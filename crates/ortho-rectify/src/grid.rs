//! Output grid definition and tiling.

use ortho_terrain::{Bounds, GeoTransform, TerrainError};

use crate::error::RectifyError;

/// The target output grid: a north-up square-pixel raster extent split
/// into full-width row bands for parallel processing.
#[derive(Clone, Debug)]
pub struct OrthoGrid {
    transform: GeoTransform,
    width: usize,
    height: usize,
    tile_height: usize,
}

/// One output tile: a band of whole rows owned by a single worker.
#[derive(Clone, Copy, Debug, PartialEq, Eq)]
pub struct TileWindow {
    /// First output row of the tile
    pub row_off: usize,
    /// Number of rows in the tile
    pub height: usize,
}

impl OrthoGrid {
    /// Derive a grid covering `bounds` at the given resolution.
    ///
    /// The origin is snapped outward onto a whole multiple of the
    /// resolution so repeated runs over overlapping extents stay pixel
    /// aligned.
    ///
    /// # Errors
    ///
    /// Returns an error for non-positive resolution or zero tile height.
    pub fn from_bounds(
        bounds: Bounds,
        resolution: f64,
        tile_height: usize,
    ) -> Result<Self, RectifyError> {
        if !(resolution > 0.0) || !resolution.is_finite() {
            return Err(RectifyError::InvalidResolution(resolution));
        }
        if tile_height == 0 {
            return Err(RectifyError::InvalidTileHeight);
        }
        if bounds.is_empty() {
            return Err(RectifyError::NoDemOverlap);
        }

        let origin_x = (bounds.min_x / resolution).floor() * resolution;
        let origin_y = (bounds.max_y / resolution).ceil() * resolution;
        let width = ((bounds.max_x - origin_x) / resolution).ceil() as usize;
        let height = ((origin_y - bounds.min_y) / resolution).ceil() as usize;
        if width == 0 || height == 0 {
            return Err(RectifyError::NoDemOverlap);
        }

        let transform = GeoTransform::new(origin_x, origin_y, resolution, -resolution)
            .map_err(|_: TerrainError| RectifyError::InvalidResolution(resolution))?;

        Ok(Self {
            transform,
            width,
            height,
            tile_height,
        })
    }

    /// The grid geotransform.
    pub fn transform(&self) -> &GeoTransform {
        &self.transform
    }

    /// The output width in pixels.
    pub fn width(&self) -> usize {
        self.width
    }

    /// The output height in pixels.
    pub fn height(&self) -> usize {
        self.height
    }

    /// The world bounds of the grid.
    pub fn bounds(&self) -> Bounds {
        self.transform.grid_bounds(self.width, self.height)
    }

    /// Split the grid into row-band tiles, top to bottom.
    pub fn tiles(&self) -> Vec<TileWindow> {
        (0..self.height)
            .step_by(self.tile_height)
            .map(|row_off| TileWindow {
                row_off,
                height: self.tile_height.min(self.height - row_off),
            })
            .collect()
    }
}
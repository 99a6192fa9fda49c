use ortho_raster::{BandValue, Raster};

/// Kernel for nearest neighbor interpolation
///
/// # Arguments
///
/// * `src` - The source raster.
/// * `u` - The x coordinate of the pixel to interpolate.
/// * `v` - The y coordinate of the pixel to interpolate.
///
/// # Returns
///
/// The band values of the nearest pixel.
pub(crate) fn nearest_neighbor_interpolation<T: BandValue, const C: usize>(
    src: &Raster<T, C>,
    u: f64,
    v: f64,
) -> [f64; C] {
    let (rows, cols) = (src.rows(), src.cols());

    let iu = (u.round() as usize).min(cols - 1);
    let iv = (v.round() as usize).min(rows - 1);

    let base = (iv * cols + iu) * C;
    let data = src.as_slice();

    let mut pixel = [0.0; C];
    for (k, p) in pixel.iter_mut().enumerate() {
        *p = data[base + k].to_f64();
    }

    pixel
}
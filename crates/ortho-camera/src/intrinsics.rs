use serde::{Deserialize, Serialize};

use crate::error::CameraError;

/// Represents the interior parameters of a frame camera
///
/// # Fields
///
/// * `fx` - The focal length in the x direction, in pixels
/// * `fy` - The focal length in the y direction, in pixels
/// * `cx` - The x coordinate of the principal point, in pixels
/// * `cy` - The y coordinate of the principal point, in pixels
/// * `width` - The sensor width in pixels
/// * `height` - The sensor height in pixels
#[derive(Clone, Copy, Debug, PartialEq, Serialize, Deserialize)]
pub struct CameraIntrinsics {
    /// The focal length in the x direction, in pixels
    pub fx: f64,
    /// The focal length in the y direction, in pixels
    pub fy: f64,
    /// The x coordinate of the principal point, in pixels
    pub cx: f64,
    /// The y coordinate of the principal point, in pixels
    pub cy: f64,
    /// The sensor width in pixels
    pub width: usize,
    /// The sensor height in pixels
    pub height: usize,
}

impl CameraIntrinsics {
    /// Create validated interior parameters.
    ///
    /// # Errors
    ///
    /// Returns an error if a focal length is not strictly positive or a
    /// sensor dimension is zero.
    pub fn new(
        fx: f64,
        fy: f64,
        cx: f64,
        cy: f64,
        width: usize,
        height: usize,
    ) -> Result<Self, CameraError> {
        if !(fx > 0.0) || !(fy > 0.0) {
            return Err(CameraError::InvalidFocalLength(fx, fy));
        }
        if width == 0 || height == 0 {
            return Err(CameraError::InvalidSensorSize(width, height));
        }
        Ok(Self {
            fx,
            fy,
            cx,
            cy,
            width,
            height,
        })
    }

    /// Interior parameters with the principal point at the sensor centre.
    pub fn with_centered_principal_point(
        fx: f64,
        fy: f64,
        width: usize,
        height: usize,
    ) -> Result<Self, CameraError> {
        let cx = (width as f64 - 1.0) / 2.0;
        let cy = (height as f64 - 1.0) / 2.0;
        Self::new(fx, fy, cx, cy, width, height)
    }

    /// Normalize a pixel coordinate to image-plane coordinates.
    #[inline]
    pub fn normalize(&self, u: f64, v: f64) -> (f64, f64) {
        ((u - self.cx) / self.fx, (v - self.cy) / self.fy)
    }

    /// Scale an image-plane coordinate back to pixels.
    #[inline]
    pub fn denormalize(&self, x: f64, y: f64) -> (f64, f64) {
        (self.fx * x + self.cx, self.fy * y + self.cy)
    }
}
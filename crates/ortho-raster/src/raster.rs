use crate::error::RasterError;

/// Raster size in pixels
///
/// # Examples
///
/// ```
/// use ortho_raster::RasterSize;
///
/// let size = RasterSize {
///   width: 10,
///   height: 20,
/// };
///
/// assert_eq!(size.width, 10);
/// assert_eq!(size.height, 20);
/// ```
#[derive(Clone, Copy, Debug, PartialEq, Eq)]
pub struct RasterSize {
    /// Width of the raster in pixels
    pub width: usize,
    /// Height of the raster in pixels
    pub height: usize,
}

impl std::fmt::Display for RasterSize {
    fn fmt(&self, f: &mut std::fmt::Formatter) -> std::fmt::Result {
        write!(
            f,
            "RasterSize {{ width: {}, height: {} }}",
            self.width, self.height
        )
    }
}

impl From<[usize; 2]> for RasterSize {
    fn from(size: [usize; 2]) -> Self {
        RasterSize {
            width: size[0],
            height: size[1],
        }
    }
}

/// Represents a raster band stack with interleaved pixel data.
///
/// Data is stored row-major with shape (H, W, C), where C is the number of
/// bands known at compile time.
#[derive(Clone, Debug, PartialEq)]
pub struct Raster<T, const C: usize> {
    size: RasterSize,
    data: Vec<T>,
}

impl<T, const C: usize> Raster<T, C>
where
    T: Copy + Send + Sync,
{
    /// Create a new raster from existing pixel data.
    ///
    /// # Arguments
    ///
    /// * `size` - The size of the raster in pixels.
    /// * `data` - The pixel data with length `width * height * C`.
    ///
    /// # Errors
    ///
    /// Returns an error if the data length does not match the size, or the
    /// size is degenerate.
    pub fn new(size: RasterSize, data: Vec<T>) -> Result<Self, RasterError> {
        if size.width == 0 || size.height == 0 {
            return Err(RasterError::ZeroSize(size.width, size.height));
        }
        let expected = size.width * size.height * C;
        if data.len() != expected {
            return Err(RasterError::InvalidDataLength(data.len(), expected));
        }
        Ok(Self { size, data })
    }

    /// Create a raster of the given size filled with a constant value.
    pub fn from_size_val(size: RasterSize, val: T) -> Result<Self, RasterError> {
        if size.width == 0 || size.height == 0 {
            return Err(RasterError::ZeroSize(size.width, size.height));
        }
        let data = vec![val; size.width * size.height * C];
        Ok(Self { size, data })
    }

    /// The size of the raster in pixels.
    pub fn size(&self) -> RasterSize {
        self.size
    }

    /// The width of the raster in pixels.
    pub fn width(&self) -> usize {
        self.size.width
    }

    /// The height of the raster in pixels.
    pub fn height(&self) -> usize {
        self.size.height
    }

    /// The number of rows, alias of [`Raster::height`].
    pub fn rows(&self) -> usize {
        self.size.height
    }

    /// The number of columns, alias of [`Raster::width`].
    pub fn cols(&self) -> usize {
        self.size.width
    }

    /// The number of bands.
    pub fn num_bands(&self) -> usize {
        C
    }

    /// The pixel data as a flat slice.
    pub fn as_slice(&self) -> &[T] {
        &self.data
    }

    /// The pixel data as a mutable flat slice.
    pub fn as_slice_mut(&mut self) -> &mut [T] {
        &mut self.data
    }

    /// Read one pixel as a `[T; C]` band array.
    ///
    /// # Errors
    ///
    /// Returns an error if the coordinate is outside the raster.
    pub fn pixel(&self, row: usize, col: usize) -> Result<[T; C], RasterError>
    where
        T: Default,
    {
        if row >= self.size.height || col >= self.size.width {
            return Err(RasterError::PixelOutOfBounds(
                row,
                col,
                self.size.width,
                self.size.height,
            ));
        }
        let base = (row * self.size.width + col) * C;
        let mut px = [T::default(); C];
        px.copy_from_slice(&self.data[base..base + C]);
        Ok(px)
    }

    /// Consume the raster and return the underlying pixel data.
    pub fn into_vec(self) -> Vec<T> {
        self.data
    }
}
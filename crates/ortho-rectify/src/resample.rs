//! Source resampling over a tile's pixel map.

use ortho_raster::{BandValue, Raster};

use crate::error::RectifyError;
use crate::interpolation::{interpolate_pixel, InterpolationMode};
use crate::mapper::PixelMap;

/// Fill one output tile by sampling the source raster at the mapped
/// coordinates.
///
/// Map entries that are no-data or fall outside the source image write
/// the no-data value across all bands; writes are tile-local.
///
/// # Arguments
///
/// * `src` - The source raster with shape (height, width, C).
/// * `map` - The tile's pixel map.
/// * `out` - The tile buffer, length `map width * map height * C`.
/// * `nodata` - The output no-data value.
/// * `interpolation` - The interpolation mode to use.
///
/// # Errors
///
/// Returns an error if the tile buffer length does not match the map.
pub fn resample_tile<T: BandValue, const C: usize>(
    src: &Raster<T, C>,
    map: &PixelMap,
    out: &mut [T],
    nodata: T,
    interpolation: InterpolationMode,
) -> Result<(), RectifyError> {
    let n = map.width() * map.height();
    if out.len() != n * C {
        return Err(RectifyError::Raster(ortho_raster::RasterError::InvalidDataLength(
            out.len(),
            n * C,
        )));
    }

    let (max_u, max_v) = ((src.cols() - 1) as f32, (src.rows() - 1) as f32);
    let map_u = map.map_u();
    let map_v = map.map_v();

    for (i, out_px) in out.chunks_exact_mut(C).enumerate() {
        let (u, v) = (map_u[i], map_v[i]);

        if !u.is_finite() || !v.is_finite() || u < 0.0 || u > max_u || v < 0.0 || v > max_v {
            out_px.fill(nodata);
            continue;
        }

        let value = interpolate_pixel(src, u as f64, v as f64, interpolation);
        for (k, p) in out_px.iter_mut().enumerate() {
            *p = T::from_f64(value[k]);
        }
    }

    Ok(())
}
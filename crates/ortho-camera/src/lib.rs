#![deny(missing_docs)]
#![doc = env!("CARGO_PKG_DESCRIPTION")]

/// camera model composition module.
mod camera;

/// lens distortion models module.
pub mod distortion;

/// camera error types.
mod error;

/// interior parameter types module.
mod intrinsics;

/// exterior pose module.
mod pose;

/// shared interior parameter registry module.
mod registry;

pub use crate::camera::{Camera, CameraKind};
pub use crate::distortion::{BrownConrady, Fisheye};
pub use crate::error::CameraError;
pub use crate::intrinsics::CameraIntrinsics;
pub use crate::pose::CameraPose;
pub use crate::registry::{CameraInterior, CameraRegistry};
use ortho_raster::RasterError;

/// An error type for the orthorectification engine.
///
/// Every variant is a fatal configuration or run-level failure; per-pixel
/// geometric failures never surface here, they become no-data pixels.
#[derive(thiserror::Error, Debug, PartialEq)]
pub enum RectifyError {
    /// Error when the output resolution is not strictly positive.
    #[error("Output resolution must be > 0, got {0}")]
    InvalidResolution(f64),

    /// Error when the tile height is zero.
    #[error("Tile height must be > 0")]
    InvalidTileHeight,

    /// Error when intersector tolerance or iteration cap is degenerate.
    #[error("Intersection tolerance and iteration cap must be > 0")]
    InvalidIntersectParams,

    /// Error when the source image size does not match the camera sensor.
    #[error("Source image size ({0}x{1}) does not match the camera sensor ({2}x{3})")]
    SourceSizeMismatch(usize, usize, usize, usize),

    /// Error when no border ray intersects the terrain.
    #[error("Camera footprint does not intersect the terrain")]
    EmptyFootprint,

    /// Error when the footprint and DEM extent do not overlap.
    #[error("Output extent does not intersect the DEM extent")]
    NoDemOverlap,

    /// Error when a run was cancelled between tiles.
    #[error("Orthorectification run was cancelled")]
    Cancelled,

    /// Error from the underlying raster container.
    #[error(transparent)]
    Raster(#[from] RasterError),
}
○ ○ ○ ○
> _Goal of the exercise_
Only the lines from the start of the data to the line holding "pub fn transform(&self)" are wanted; return them exactly, both ends included.

> _Worked solution_
filename crates/ortho-rectify/src/grid.rs
//! Output grid definition and tiling.

use ortho_terrain::{Bounds, GeoTransform, TerrainError};

use crate::error::RectifyError;

/// The target output grid: a north-up square-pixel raster extent split
/// into full-width row bands for parallel processing.
#[derive(Clone, Debug)]
pub struct OrthoGrid {
    transform: GeoTransform,
    width: usize,
    height: usize,
    tile_height: usize,
}

/// One output tile: a band of whole rows owned by a single worker.
#[derive(Clone, Copy, Debug, PartialEq, Eq)]
pub struct TileWindow {
    /// First output row of the tile
    pub row_off: usize,
    /// Number of rows in the tile
    pub height: usize,
}

impl OrthoGrid {
    /// Derive a grid covering `bounds` at the given resolution.
    ///
    /// The origin is snapped outward onto a whole multiple of the
    /// resolution so repeated runs over overlapping extents stay pixel
    /// aligned.
    ///
    /// # Errors
    ///
    /// Returns an error for non-positive resolution or zero tile height.
    pub fn from_bounds(
        bounds: Bounds,
        resolution: f64,
        tile_height: usize,
    ) -> Result<Self, RectifyError> {
        if !(resolution > 0.0) || !resolution.is_finite() {
            return Err(RectifyError::InvalidResolution(resolution));
        }
        if tile_height == 0 {
            return Err(RectifyError::InvalidTileHeight);
        }
        if bounds.is_empty() {
            return Err(RectifyError::NoDemOverlap);
        }

        let origin_x = (bounds.min_x / resolution).floor() * resolution;
        let origin_y = (bounds.max_y / resolution).ceil() * resolution;
        let width = ((bounds.max_x - origin_x) / resolution).ceil() as usize;
        let height = ((origin_y - bounds.min_y) / resolution).ceil() as usize;
        if width == 0 || height == 0 {
            return Err(RectifyError::NoDemOverlap);
        }

        let transform = GeoTransform::new(origin_x, origin_y, resolution, -resolution)
            .map_err(|_: TerrainError| RectifyError::InvalidResolution(resolution))?;

        Ok(Self {
            transform,
            width,
            height,
            tile_height,
        })
    }

    /// The grid geotransform.
    pub fn transform(&self) -> &GeoTransform {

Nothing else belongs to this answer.